Section 9.1.2 of the Plan is hereby amended in its entirety to read as follows:
“9.1.2      Criteria for Awards. The Committee may condition the grant or vesting of a Performance Award upon the attainment of one or more, or a combination, of the following specified performance goals (collectively, “Performance Objectives”):
9.1.2.1     Profits (e.g., operating profit or income, EBIT, EBT, net income, earnings per share, residual or economic earnings, or economic value added);
9.1.2.2 Cash Flow (e.g., EBITDA, operating cash flow, total cash flow, free cash flow, residual cash flow or cash flow return on investment);
9.1.2.3 Returns (e.g., EPS, profits or cash flow returns on: assets, invested capital, net capital employed, or equity);

        


9.1.2.4 Working Capital (e.g., working capital divided by sales, days’ sales outstanding, days’ sales inventory, and days’ sales in payables, or any combination thereof);
9.1.2.5 Profit Margins (e.g., operating profit or gross profit divided by revenues or value added revenues);
9.1.2.6 Liquidity Measures (e.g., debt-to-debt-plus-equity, debt-to-capital, debt-to-EBITDA, total debt ratio, or EBITDA multiple);
9.1.2.7 Sales, Value Added Sales, Sales Growth, Cost Initiative and Stock Price Metrics (e.g., revenues, revenue growth, new product sales growth, value added sales, growth in value added sales, stock price appreciation, total return to shareholders, sales and administrative costs divided by sales, sales per employee, cost targets, expense or debt reduction levels); and
9.1.2.8 Strategic Initiative Key Deliverable Metrics (e.g., product development, safety performance, strategic partnering, research and development, market penetration, geographic business expansion goals, cost targets, customer satisfaction, human resources, employee satisfaction, management of employment practices and employee benefits, supervision of litigation and information technology, increase in yield and productivity or goals relating to acquisitions or divestitures of subsidiaries, affiliates and joint ventures).”
V.
A new Section 9.1.3 of the Plan is hereby added immediately following Section 9.1.2 to read as follows:
“9.1.3    Additional Considerations. The Performance Objectives may be described in terms of Company-wide objectives or objectives that are related to the performance of the individual Participant or of the Subsidiary, division, department, region or function within the Company or Subsidiary in which the Participant is employed.

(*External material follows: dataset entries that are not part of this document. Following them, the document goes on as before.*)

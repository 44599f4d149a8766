//! A hardcoded region learns a repeating sequence of ten non-overlapping patterns.
//!
//! Each pattern activates 25 of 250 columns. After two passes the region predicts every next
//! pattern and both accuracies reach 100%.
//!
//! Run with: `RUST_LOG=cla_region=debug cargo run --release --example sequence_learning`

use anyhow::Result;
use cla_region::prelude::*;
use tracing::info;
use tracing_subscriber::EnvFilter;

const COLUMNS: usize = 250;
const PATTERNS: usize = 10;
const CYCLES: usize = 5;

fn main() -> Result<()> {
    tracing_subscriber::fmt()
        .with_env_filter(EnvFilter::try_from_default_env().unwrap_or_else(|_| EnvFilter::new("info")))
        .init();

    let config = RegionConfig {
        report_interval: PATTERNS as u64,
        ..RegionConfig::default()
    };
    let params = RegionParams::hardcoded(COLUMNS, 1, 1, 3, 4)
        .with_config(config)
        .with_scheduler(Scheduler::Parallel);
    let mut region = Region::new(params)?;

    let width = COLUMNS / PATTERNS;
    let patterns: Vec<Vec<bool>> = (0..PATTERNS)
        .map(|p| (0..COLUMNS).map(|i| i / width == p).collect())
        .collect();

    for cycle in 0..CYCLES {
        for (i, pattern) in patterns.iter().enumerate() {
            region.update_input(pattern)?;
            region.run_once();

            let accuracy = region.last_accuracy();
            info!(
                cycle,
                pattern = i,
                activation = accuracy.activation,
                prediction = accuracy.prediction,
                "step"
            );
        }
    }

    let predicted: Vec<usize> = region
        .column_predictions()
        .iter()
        .enumerate()
        .filter(|&(_, &steps)| steps > 0)
        .map(|(col, _)| col)
        .collect();
    info!(?predicted, "columns expected next");

    let stats = region.stats();
    println!("{}", serde_json::to_string_pretty(&stats)?);

    Ok(())
}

The Performance Objectives may be relative to the performance of one or more other companies or subsidiaries, divisions, departments, regions or functions within such other companies, and may be made relative to an index of one or more of the performance criteria themselves.
With respect to a Performance Award to a Covered Employee that is intended to satisfy the requirements for “qualified performance-based compensation” under Section 162(m) of the Code (a “Qualified Performance-Based Award”), each such Performance Objective shall define in an objective manner the extent to which the Performance Objective for a Plan Year has been achieved. With respect to Qualified Performance-Based Awards, the Committee may provide that any Performance Objective may include or exclude objectivity determinable adjustments. With respect to Qualified Performance-Based Awards, to the extent such adjustments apply to a Performance Objective, they shall be prescribed in a form and at a time that meets the requirements of Section 162(m) of the Code.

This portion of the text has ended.